Extracted data entries

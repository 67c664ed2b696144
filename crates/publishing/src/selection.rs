//! Choosing which stored event to publish next.

use std::{fmt, str::FromStr, sync::Arc};

use {
    chrono::{DateTime, Duration, Local, Timelike, Utc},
    chrono_tz::Tz,
    reshare_common::types::Event,
    tracing::debug,
};

use crate::{Error, Result, clock::Clock};

/// Picks the next event to publish out of the unpublished pool.
pub trait SelectionStrategy: Send + Sync {
    /// `published` must be sorted ascending by `begin`.
    fn select(&self, published: &[Event], unpublished: &[Event]) -> Result<Option<Event>>;
}

/// Timezone the publishing window is evaluated in.
#[derive(Debug, Clone, Copy, PartialEq, Eq)]
pub enum WindowTimezone {
    /// The host's local timezone.
    Local,
    Zone(Tz),
}

impl FromStr for WindowTimezone {
    type Err = Error;

    fn from_str(s: &str) -> Result<Self> {
        let s = s.trim();
        if s.is_empty() || s.eq_ignore_ascii_case("local") {
            return Ok(Self::Local);
        }
        s.parse::<Tz>()
            .map(Self::Zone)
            .map_err(|_| Error::message(format!("unknown timezone: {s}")))
    }
}

impl fmt::Display for WindowTimezone {
    fn fmt(&self, f: &mut fmt::Formatter<'_>) -> fmt::Result {
        match self {
            Self::Local => f.write_str("local"),
            Self::Zone(tz) => write!(f, "{tz}"),
        }
    }
}

/// Half-open `[begin, end)` hour range on a 24-hour clock.
///
/// `begin > end` wraps around midnight; `begin == end` never matches.
#[derive(Debug, Clone, Copy, PartialEq, Eq)]
pub struct PublishingWindow {
    begin: u32,
    end: u32,
    timezone: WindowTimezone,
}

impl PublishingWindow {
    pub fn new(begin: u32, end: u32, timezone: WindowTimezone) -> Result<Self> {
        if begin > 23 || end > 23 {
            return Err(Error::message(format!(
                "publishing window hours must be within 0-23, got {begin}-{end}"
            )));
        }
        Ok(Self {
            begin,
            end,
            timezone,
        })
    }

    pub fn begin(&self) -> u32 {
        self.begin
    }

    pub fn end(&self) -> u32 {
        self.end
    }

    pub fn timezone(&self) -> WindowTimezone {
        self.timezone
    }

    pub fn contains_hour(&self, hour: u32) -> bool {
        if self.begin <= self.end {
            hour >= self.begin && hour < self.end
        } else {
            hour >= self.begin || hour < self.end
        }
    }

    /// Whether `at`, seen in the window's timezone, falls inside the window.
    pub fn contains(&self, at: DateTime<Utc>) -> bool {
        let hour = match self.timezone {
            WindowTimezone::Local => at.with_timezone(&Local).hour(),
            WindowTimezone::Zone(tz) => at.with_timezone(&tz).hour(),
        };
        self.contains_hour(hour)
    }
}

impl fmt::Display for PublishingWindow {
    fn fmt(&self, f: &mut fmt::Formatter<'_>) -> fmt::Result {
        write!(f, "{:02}:00-{:02}:00 {}", self.begin, self.end, self.timezone)
    }
}

/// Publishes the earliest upcoming event once the cooldown since the last
/// publication has elapsed, and only inside the publishing window.
///
/// The cooldown is anchored on the last *scheduled* published event (the last
/// element of `published`), not on the most recently dispatched one.
pub struct NextEventStrategy {
    cooldown: Duration,
    window: PublishingWindow,
    clock: Arc<dyn Clock>,
}

impl NextEventStrategy {
    pub fn new(cooldown: Duration, window: PublishingWindow, clock: Arc<dyn Clock>) -> Self {
        Self {
            cooldown,
            window,
            clock,
        }
    }
}

impl SelectionStrategy for NextEventStrategy {
    fn select(&self, published: &[Event], unpublished: &[Event]) -> Result<Option<Event>> {
        let now = self.clock.now();
        if !self.window.contains(now) {
            debug!(window = %self.window, %now, "outside publishing window");
            return Ok(None);
        }

        let Some(earliest) = unpublished.iter().min_by_key(|e| e.begin()) else {
            return Ok(None);
        };

        let Some(last_time) = published.last().and_then(Event::last_publication_time) else {
            return Ok(Some(earliest.clone()));
        };

        if last_time > now {
            return Err(Error::invariant(format!(
                "last publication time {last_time} is after the current time {now}"
            )));
        }
        // A cooldown reaching past the representable range never ends.
        let cooled_down = last_time
            .checked_add_signed(self.cooldown)
            .is_some_and(|until| until <= now);
        if !cooled_down {
            debug!(
                %last_time,
                cooldown_minutes = self.cooldown.num_minutes(),
                "still in cooldown"
            );
            return Ok(None);
        }

        Ok(Some(earliest.clone()))
    }
}

#[allow(clippy::unwrap_used, clippy::expect_used)]
#[cfg(test)]
mod tests {
    use {
        super::*,
        crate::clock::FixedClock,
        chrono::TimeZone,
        reshare_common::types::EventPublicationStatus,
        rstest::rstest,
        std::collections::BTreeMap,
    };

    fn now() -> DateTime<Utc> {
        Utc.with_ymd_and_hms(2025, 5, 10, 12, 0, 0).unwrap()
    }

    fn utc_window(begin: u32, end: u32) -> PublishingWindow {
        PublishingWindow::new(begin, end, WindowTimezone::Zone(Tz::UTC)).unwrap()
    }

    fn strategy(cooldown: Duration, window: PublishingWindow) -> NextEventStrategy {
        NextEventStrategy::new(cooldown, window, Arc::new(FixedClock::new(now())))
    }

    fn event(name: &str, days_from_now: i64) -> Event {
        let begin = now() + Duration::days(days_from_now);
        Event::new(format!("ext-{name}"), name, begin, begin + Duration::hours(2)).unwrap()
    }

    fn published(name: &str, days_from_now: i64, published_at: DateTime<Utc>) -> Event {
        event(name, days_from_now).with_publication_state(
            EventPublicationStatus::Completed,
            BTreeMap::from([("telegram".to_string(), published_at)]),
        )
    }

    #[test]
    fn first_run_picks_earliest_unpublished() {
        let s = strategy(Duration::minutes(60), utc_window(8, 22));
        let e1 = event("e1", 3);
        let e2 = event("e2", 5);
        let chosen = s.select(&[], &[e2, e1.clone()]).unwrap();
        assert_eq!(chosen, Some(e1));
    }

    #[test]
    fn nothing_to_publish() {
        let s = strategy(Duration::minutes(60), utc_window(8, 22));
        let p = published("p", -1, now() - Duration::days(3));
        assert_eq!(s.select(&[p], &[]).unwrap(), None);
    }

    #[rstest]
    #[case(2, true)]
    #[case(4, false)]
    fn cooldown_in_days(#[case] cooldown_days: i64, #[case] selects: bool) {
        let s = strategy(Duration::days(cooldown_days), utc_window(8, 22));
        let p = published("p", -1, now() - Duration::days(3));
        let e1 = event("e1", 2);
        let chosen = s.select(&[p], &[e1.clone()]).unwrap();
        assert_eq!(chosen, selects.then_some(e1));
    }

    #[test]
    fn failed_attempt_anchors_the_cooldown() {
        let s = strategy(Duration::days(2), utc_window(8, 22));
        let failed = event("p", 3).with_publication_state(
            EventPublicationStatus::Failed,
            BTreeMap::from([("telegram".to_string(), now() - Duration::days(1))]),
        );
        assert_eq!(s.select(&[failed], &[event("e1", 2)]).unwrap(), None);
    }

    #[test]
    fn cooldown_beyond_the_calendar_never_ends() {
        let s = strategy(Duration::MAX, utc_window(8, 22));
        let p = published("p", -8, now() - Duration::days(8));
        assert_eq!(s.select(&[p], &[event("e1", 2)]).unwrap(), None);
    }

    #[test]
    fn publication_in_the_future_is_an_invariant_violation() {
        let s = strategy(Duration::minutes(60), utc_window(8, 22));
        let p = published("p", -1, now() + Duration::minutes(1));
        let err = s.select(&[p], &[event("e1", 2)]).unwrap_err();
        assert!(matches!(err, Error::InvariantViolation { .. }));
    }

    #[test]
    fn last_published_without_times_does_not_block() {
        let s = strategy(Duration::days(10), utc_window(8, 22));
        let p = event("p", -1).with_publication_state(EventPublicationStatus::Failed, BTreeMap::new());
        let e1 = event("e1", 2);
        assert_eq!(s.select(&[p], &[e1.clone()]).unwrap(), Some(e1));
    }

    #[test]
    fn cooldown_is_anchored_on_last_scheduled_event() {
        let s = strategy(Duration::days(2), utc_window(8, 22));
        // Scheduled earlier but published just now: ignored for the cooldown.
        let early = published("early", -5, now() - Duration::minutes(5));
        let late = published("late", -1, now() - Duration::days(3));
        let e1 = event("e1", 2);
        assert_eq!(s.select(&[early, late], &[e1.clone()]).unwrap(), Some(e1));
    }

    #[test]
    fn outside_window_selects_nothing() {
        let s = strategy(Duration::minutes(0), utc_window(14, 18));
        assert_eq!(s.select(&[], &[event("e1", 1)]).unwrap(), None);
    }

    #[rstest]
    #[case(22, 6, 23, true)]
    #[case(22, 6, 22, true)]
    #[case(22, 6, 0, true)]
    #[case(22, 6, 5, true)]
    #[case(22, 6, 6, false)]
    #[case(22, 6, 10, false)]
    #[case(8, 22, 8, true)]
    #[case(8, 22, 21, true)]
    #[case(8, 22, 22, false)]
    #[case(8, 22, 7, false)]
    #[case(9, 9, 9, false)]
    fn window_membership(
        #[case] begin: u32,
        #[case] end: u32,
        #[case] hour: u32,
        #[case] inside: bool,
    ) {
        assert_eq!(utc_window(begin, end).contains_hour(hour), inside);
    }

    #[test]
    fn window_is_evaluated_in_its_timezone() {
        // 12:00 UTC is 14:00 in Rome during summer time.
        let rome = PublishingWindow::new(14, 15, "Europe/Rome".parse().unwrap()).unwrap();
        assert!(rome.contains(now()));
        assert!(!utc_window(14, 15).contains(now()));
    }

    #[test]
    fn window_rejects_out_of_range_hours() {
        assert!(PublishingWindow::new(0, 24, WindowTimezone::Local).is_err());
        assert!(PublishingWindow::new(25, 3, WindowTimezone::Local).is_err());
    }

    #[rstest]
    #[case("local", WindowTimezone::Local)]
    #[case("", WindowTimezone::Local)]
    #[case("UTC", WindowTimezone::Zone(Tz::UTC))]
    #[case("Europe/Rome", WindowTimezone::Zone(Tz::Europe__Rome))]
    fn timezone_parsing(#[case] input: &str, #[case] expected: WindowTimezone) {
        assert_eq!(input.parse::<WindowTimezone>().unwrap(), expected);
    }

    #[test]
    fn unknown_timezone_is_rejected() {
        assert!("Mars/Olympus".parse::<WindowTimezone>().is_err());
    }
}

§ **Work request**:
Your answer should hold every line of the entries that contains the string "Display".

§ **Solution to the exercise**:
impl fmt::Display for WindowTimezone {
impl fmt::Display for PublishingWindow {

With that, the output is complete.